Moishe Postone is speaking in London on Monday 15 Jun 2009 - 7:00pm, Room G50, SOAS, Thornhaugh St/ Russell Square, London WC1H 0XG
Moishe Postone's talk is entitled "History, the Holocaust, and the Left". His article "History and Helplessness: Mass Mobilization and Contemporary Forms of Anticapitalism" is available for free download here.
The impasse to which I am referring has been dramatized recently by many responses on the Left, in the United States and in Europe, to the suicide bombing of the World Trade Center on September 11, 2001, as well as by the character of the mass mobilizations against the Iraq War.

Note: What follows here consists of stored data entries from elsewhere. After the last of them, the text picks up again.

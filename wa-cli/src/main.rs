//! Binary crate for the `wa` command-line tool.
//!
//! This crate focuses on:
//! - Parsing CLI arguments
//! - Dispatching to key storage or the weather lookup
//! - Human-friendly table output

use clap::Parser;
use std::{io, process::ExitCode};
use tracing::warn;
use tracing_subscriber::EnvFilter;
use wa_core::{KeyStore, OpenWeatherClient};

mod cli;
mod table;

#[tokio::main(flavor = "current_thread")]
async fn main() -> anyhow::Result<ExitCode> {
    tracing_subscriber::fmt()
        .with_env_filter(
            EnvFilter::try_from_default_env().unwrap_or_else(|_| EnvFilter::new("warn")),
        )
        .with_writer(io::stderr)
        .init();

    let cmd = cli::Cli::parse();
    let store = KeyStore::from_home()
        .inspect_err(|err| warn!(error = %err, "key store unavailable"))
        .ok();
    let client = OpenWeatherClient::new();

    let outcome = cmd.run(store.as_ref(), &client, &mut io::stdout().lock()).await?;
    Ok(outcome.into())
}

The disastrous nature of the war and, more generally, of the Bush administration should not obscure that in both cases progressives found themselves faced with what should have been viewed as a dilemma — a conflict between an aggressive global imperial power and a deeply reactionary counterglobalization movement in one case, and a brutal fascistic regime in the other.
Yet in neither case were there many attempts to problematize this dilemma or to try to analyze this configuration with an eye toward the possibility of formulating what has become exceedingly difficult in the world today — a critique with emancipatory intent. This would have required developing a form of internationalism that broke with the dualisms of a Cold War framework that all too frequently legitimated (as “anti-imperialist”) states whose structures and policies were no more emancipatory than those of many authoritarian and repressive regimes supported by the American government. Instead of breaking with such dualisms, however, many who opposed American policies have had recourse to precisely such inadequate and anachronistic “anti-imperialist” conceptual frameworks and political stances.
At the heart of this neo-anti-imperialism is a fetishistic understanding of global development — that is, a concretistic understanding of abstract historical processes in political and agentive terms. The abstract and dynamic domination of capital has become fetishized on the global level as that of the United States, or, in some variants, as that of the United States and Israel. It goes without saying that the disastrous, imperial, and imperious character of the Bush administration has helped mightily in this conflation. Nevertheless, it is unfortunately ironic that, in many respects, this worldview recapitulates one of a century ago in which the subject positions of the United States and Israel were occupied by Britain and the Jews.
However counterintuitive this similarity — between a critique of hegemony today that understands itself as a critique from the Left and what had been a rightist critique of hegemony — it points to overlapping fetishized understandings of the world and suggests that such understandings have very negative consequences for the constitution of adequate antihegemonic politics today... the modern anti-Semitic worldview understands the abstract domination of capital — which subjects people to the compulsion of mysterious forces they cannot perceive — as the domination of International Jewry.
Anti-Semitism, consequently, can appear to be antihegemonic. This is the reason why a century ago August Bebel, the German Social Democratic leader, characterized it as the socialism of fools. Given its subsequent development, it could also have been called the anti-imperialism of fools. As a fetishized form of oppositional consciousness, it is particularly dangerous because it appears to be antihegemonic, the expression of a movement of the little people against an intangible, global form of domination.
It is as a fetishized, profoundly reactionary form of anti-capitalism that I would like to begin discussing the recent surge of modern anti-Semitism in the Arab World. It is a serious mistake to view this surge of anti-Semitism only as a response to the United States and Israel. This empiricistic reduction would be akin to explaining Nazi anti-Semitism simply as a reaction to the Treaty of Versailles...
Rather than analyzing [the] reactionary form of resistance in ways that would help support more progressive forms of resistance, however, many on the Western Left have either ignored it or rationalized it as an unfortunate, if understandable, reaction to Israeli policies in Gaza and the West Bank. This basically uncritical political stance, I would argue, is related to a fetishized identification of the United States with global capital. There are many implications of this conflation.
One is that other powers, such as the European Union, are not treated critically as rising cohegemons/competitors in a global capitalist dynamic order, whose rising positions help shape the contours of global power today. Rather, the role of the EU, for example, is bracketed or Europe is implicitly treated as a haven of peace, understanding, and social justice. This form of misrecognition is related to the tendency to grasp the abstract (the domination of capital) as concrete (American hegemony). This tendency, I would argue, is an expression of a deep and fundamental helplessness, conceptually as well as politically.